START Data to process
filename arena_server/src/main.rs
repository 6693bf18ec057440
#[tokio::main]
async fn main() -> std::io::Result<()> {
    arena_server::run_with_config().await
}
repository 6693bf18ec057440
// Domain-level simulation entities shared by the room workflows.

use crate::domain::tuning::{Ability, ClassStats, PlayerClass, PlayerTuning};
use std::collections::{BTreeMap, BTreeSet};
use std::fmt;
use std::sync::Arc;

#[derive(Debug, Clone, Copy, PartialEq, Eq, PartialOrd, Ord, Hash)]
pub struct PlayerId(pub u64);

impl fmt::Display for PlayerId {
    fn fmt(&self, f: &mut fmt::Formatter<'_>) -> fmt::Result {
        write!(f, "{}", self.0)
    }
}

#[derive(Debug, Clone, PartialEq, Eq, Hash)]
pub struct RoomId(pub Arc<str>);

impl RoomId {
    pub fn as_str(&self) -> &str {
        &self.0
    }
}

impl From<String> for RoomId {
    fn from(value: String) -> Self {
        Self(Arc::from(value))
    }
}

impl fmt::Display for RoomId {
    fn fmt(&self, f: &mut fmt::Formatter<'_>) -> fmt::Result {
        f.write_str(&self.0)
    }
}

#[derive(Debug, Clone, Copy, PartialEq, Eq, PartialOrd, Ord, Hash)]
pub enum Team {
    Red,
    Blue,
    Green,
    Purple,
}

impl Team {
    /// Fixed team order: assignment order in a new room and tie-break order at game end.
    pub const ALL: [Team; Team::COUNT] = [Team::Red, Team::Blue, Team::Green, Team::Purple];
    pub const COUNT: usize = 4;

    pub fn index(self) -> usize {
        match self {
            Self::Red => 0,
            Self::Blue => 1,
            Self::Green => 2,
            Self::Purple => 3,
        }
    }

    pub fn as_str(self) -> &'static str {
        match self {
            Self::Red => "red",
            Self::Blue => "blue",
            Self::Green => "green",
            Self::Purple => "purple",
        }
    }
}

#[derive(Debug, Clone, Copy, PartialEq, Eq)]
pub enum RoomStatus {
    Waiting,
    Selection,
    Playing,
    Ended,
}

impl RoomStatus {
    pub fn as_str(self) -> &'static str {
        match self {
            Self::Waiting => "waiting",
            Self::Selection => "selection",
            Self::Playing => "playing",
            Self::Ended => "ended",
        }
    }
}

/// Per-team delivered cube counts. Only ever incremented.
#[derive(Debug, Clone, Copy, Default, PartialEq, Eq)]
pub struct Scores([u32; Team::COUNT]);

impl Scores {
    pub fn get(&self, team: Team) -> u32 {
        self.0[team.index()]
    }

    pub fn increment(&mut self, team: Team) -> u32 {
        let slot = &mut self.0[team.index()];
        *slot = slot.saturating_add(1);
        *slot
    }

    pub fn iter(&self) -> impl Iterator<Item = (Team, u32)> + '_ {
        Team::ALL.into_iter().map(|team| (team, self.get(team)))
    }

    /// Team with the highest score; ties go to the earliest team in `Team::ALL`.
    pub fn leader(&self) -> Team {
        let mut best = Team::ALL[0];
        for team in Team::ALL {
            if self.get(team) > self.get(best) {
                best = team;
            }
        }
        best
    }
}

/// Per-class unlocked abilities. Grows only through purchases.
#[derive(Debug, Clone, PartialEq, Eq)]
pub struct UnlockedAbilities(BTreeMap<PlayerClass, Vec<Ability>>);

impl Default for UnlockedAbilities {
    fn default() -> Self {
        Self(
            PlayerClass::ALL
                .into_iter()
                .map(|class| (class, class.abilities().iter().take(1).copied().collect()))
                .collect(),
        )
    }
}

impl UnlockedAbilities {
    pub fn contains(&self, class: PlayerClass, ability: Ability) -> bool {
        self.0
            .get(&class)
            .is_some_and(|abilities| abilities.contains(&ability))
    }

    pub fn for_class(&self, class: PlayerClass) -> &[Ability] {
        self.0.get(&class).map(Vec::as_slice).unwrap_or_default()
    }

    /// Declared abilities of `class` the player does not own yet, in catalog order.
    pub fn locked(&self, class: PlayerClass) -> Vec<Ability> {
        class
            .abilities()
            .iter()
            .copied()
            .filter(|ability| !self.contains(class, *ability))
            .collect()
    }

    pub fn unlock(&mut self, ability: Ability) -> bool {
        let class = ability.class();
        if self.contains(class, ability) {
            return false;
        }
        self.0.entry(class).or_default().push(ability);
        true
    }

    pub fn iter(&self) -> impl Iterator<Item = (PlayerClass, &[Ability])> {
        self.0.iter().map(|(class, abilities)| (*class, abilities.as_slice()))
    }
}

/// Opaque action-to-key mapping; stored for the client, never read by the simulation.
#[derive(Debug, Clone, PartialEq, Eq)]
pub struct Controls(pub BTreeMap<String, String>);

impl Default for Controls {
    fn default() -> Self {
        let bindings = [
            ("up", "w"),
            ("down", "s"),
            ("left", "a"),
            ("right", "d"),
            ("shoot", " "),
            ("ability", "Shift"),
        ];
        Self(
            bindings
                .into_iter()
                .map(|(action, key)| (action.to_string(), key.to_string()))
                .collect(),
        )
    }
}

#[derive(Debug, Clone)]
pub struct Player {
    pub id: PlayerId,
    pub name: String,
    pub team: Option<Team>,
    pub class: Option<PlayerClass>,
    pub ability: Option<Ability>,
    pub x: f32,
    pub y: f32,
    /// Facing, radians clockwise from "up".
    pub rotation: f32,
    pub health: i32,
    /// Cubes this player delivered.
    pub score: u32,
    pub coins: u32,
    pub skins: BTreeSet<String>,
    pub unlocked: UnlockedAbilities,
    pub ready: bool,
    pub last_shot_ms: Option<u64>,
    /// Ticks until the ability can be used again.
    pub ability_cooldown: u32,
    pub invisible: bool,
    pub stealth_until_ms: Option<u64>,
    pub shield_until_ms: Option<u64>,
    pub controls: Controls,
}

impl Player {
    pub fn new(id: PlayerId, name: String, tuning: &PlayerTuning) -> Self {
        Self {
            id,
            name,
            team: None,
            class: None,
            ability: None,
            x: 0.0,
            y: 0.0,
            rotation: 0.0,
            health: tuning.spawn_health,
            score: 0,
            coins: tuning.starting_coins,
            skins: BTreeSet::new(),
            unlocked: UnlockedAbilities::default(),
            ready: false,
            last_shot_ms: None,
            ability_cooldown: 0,
            invisible: false,
            stealth_until_ms: None,
            shield_until_ms: None,
            controls: Controls::default(),
        }
    }

    pub fn is_alive(&self) -> bool {
        self.health > 0
    }

    /// Class stats, or `None` while the player has not picked a class. Players without a
    /// class are left out of the simulation.
    pub fn stats(&self) -> Option<ClassStats> {
        self.class.map(PlayerClass::stats)
    }

    pub fn is_shielded(&self, now_ms: u64) -> bool {
        self.shield_until_ms.is_some_and(|until| now_ms < until)
    }

    /// Clears everything tied to a room; purchases, coins and stats survive.
    pub fn reset_match_state(&mut self, tuning: &PlayerTuning) {
        self.team = None;
        self.class = None;
        self.ability = None;
        self.rotation = 0.0;
        self.health = tuning.spawn_health;
        self.ready = false;
        self.last_shot_ms = None;
        self.ability_cooldown = 0;
        self.invisible = false;
        self.stealth_until_ms = None;
        self.shield_until_ms = None;
    }
}

#[derive(Debug, Clone, PartialEq)]
pub struct Cube {
    pub id: String,
    pub x: f32,
    pub y: f32,
    /// At most one carrier at a time.
    pub carrier: Option<PlayerId>,
}

#[derive(Debug, Clone, PartialEq)]
pub struct Bullet {
    pub id: u64,
    pub origin_x: f32,
    pub origin_y: f32,
    pub x: f32,
    pub y: f32,
    /// Radians clockwise from "up".
    pub angle: f32,
    pub speed: f32,
    pub owner: PlayerId,
    pub team: Team,
    pub spawned_ms: u64,
}

/// A team's capture point, in cell coordinates.
#[derive(Debug, Clone, Copy, PartialEq)]
pub struct Cashout {
    pub team: Team,
    pub x: usize,
    pub y: usize,
}

impl Cashout {
    /// One cashout per team, placed in the four inner corners of the grid.
    pub fn for_grid(grid_size: usize) -> Vec<Cashout> {
        let far = grid_size.saturating_sub(2);
        Team::ALL
            .into_iter()
            .enumerate()
            .map(|(i, team)| Cashout {
                team,
                x: if i % 2 == 0 { 1 } else { far },
                y: if i < 2 { 1 } else { far },
            })
            .collect()
    }

    pub fn world_position(&self, cell_size: f32) -> (f32, f32) {
        (self.x as f32 * cell_size, self.y as f32 * cell_size)
    }
}
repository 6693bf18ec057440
// Boots one arena server per test binary and hands out its address.
#![allow(dead_code)]

use futures_util::{SinkExt, StreamExt};
use serde_json::Value;
use std::{
    sync::{Arc, OnceLock},
    time::Duration,
};
use tokio::net::TcpStream;
use tokio_tungstenite::{MaybeTlsStream, WebSocketStream, connect_async, tungstenite::Message};

pub type Client = WebSocketStream<MaybeTlsStream<TcpStream>>;

static SERVER_ADDR: OnceLock<String> = OnceLock::new();
static SERVER_READY: OnceLock<()> = OnceLock::new();

/// Starts the server on first use and returns its `host:port`.
pub fn ensure_server() -> &'static str {
    SERVER_READY.get_or_init(|| {
        let published = Arc::new(OnceLock::<String>::new());
        let published_thread = Arc::clone(&published);
        // The server gets its own runtime so it outlives each `#[tokio::test]` runtime.
        std::thread::spawn(move || {
            let runtime = tokio::runtime::Runtime::new().expect("test runtime");
            runtime.block_on(async move {
                let listener = tokio::net::TcpListener::bind("127.0.0.1:0")
                    .await
                    .expect("bind ephemeral test port");
                let addr = listener.local_addr().expect("get local addr");
                let _ = published_thread.set(addr.to_string());
                arena_server::run(listener).await.expect("server failed");
            });
        });
        wait_until_accepting(published);
    });

    SERVER_ADDR
        .get()
        .expect("server addr should be initialized")
        .as_str()
}

pub fn http_url(path: &str) -> String {
    format!("http://{}{path}", ensure_server())
}

fn wait_until_accepting(published: Arc<OnceLock<String>>) {
    let addr = loop {
        if let Some(addr) = published.get() {
            break addr.clone();
        }
        std::thread::sleep(Duration::from_millis(10));
    };
    let _ = SERVER_ADDR.set(addr.clone());

    for _ in 0..100 {
        if std::net::TcpStream::connect(&addr).is_ok() {
            return;
        }
        std::thread::sleep(Duration::from_millis(20));
    }
    panic!("server did not become ready in time");
}

pub async fn connect() -> Client {
    let url = format!("ws://{}/ws", ensure_server());
    let (client, _response) = connect_async(url).await.expect("websocket handshake");
    client
}

pub async fn send(client: &mut Client, message: Value) {
    client
        .send(Message::Text(message.to_string().into()))
        .await
        .expect("send message");
}

/// Next text frame as JSON; fails the test after five seconds of silence.
pub async fn recv(client: &mut Client) -> Value {
    loop {
        let frame = tokio::time::timeout(Duration::from_secs(5), client.next())
            .await
            .expect("message before timeout")
            .expect("stream open")
            .expect("valid frame");
        if let Message::Text(_) = frame {
            let text = frame.to_text().expect("utf8 text");
            return serde_json::from_str(text).expect("json message");
        }
    }
}

/// Skips messages until one of type `kind` arrives.
pub async fn recv_kind(client: &mut Client, kind: &str) -> Value {
    loop {
        let message = recv(client).await;
        if message["type"] == kind {
            return message;
        }
    }
}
END Data to process
**Task instructions**
Repeat the material exactly. Begin with its first line and end with the line that has "use std::sync::Arc;".

**Expected output**
filename arena_server/src/main.rs
repository 6693bf18ec057440
#[tokio::main]
async fn main() -> std::io::Result<()> {
    arena_server::run_with_config().await
}
repository 6693bf18ec057440
// Domain-level simulation entities shared by the room workflows.

use crate::domain::tuning::{Ability, ClassStats, PlayerClass, PlayerTuning};
use std::collections::{BTreeMap, BTreeSet};
use std::fmt;
use std::sync::Arc;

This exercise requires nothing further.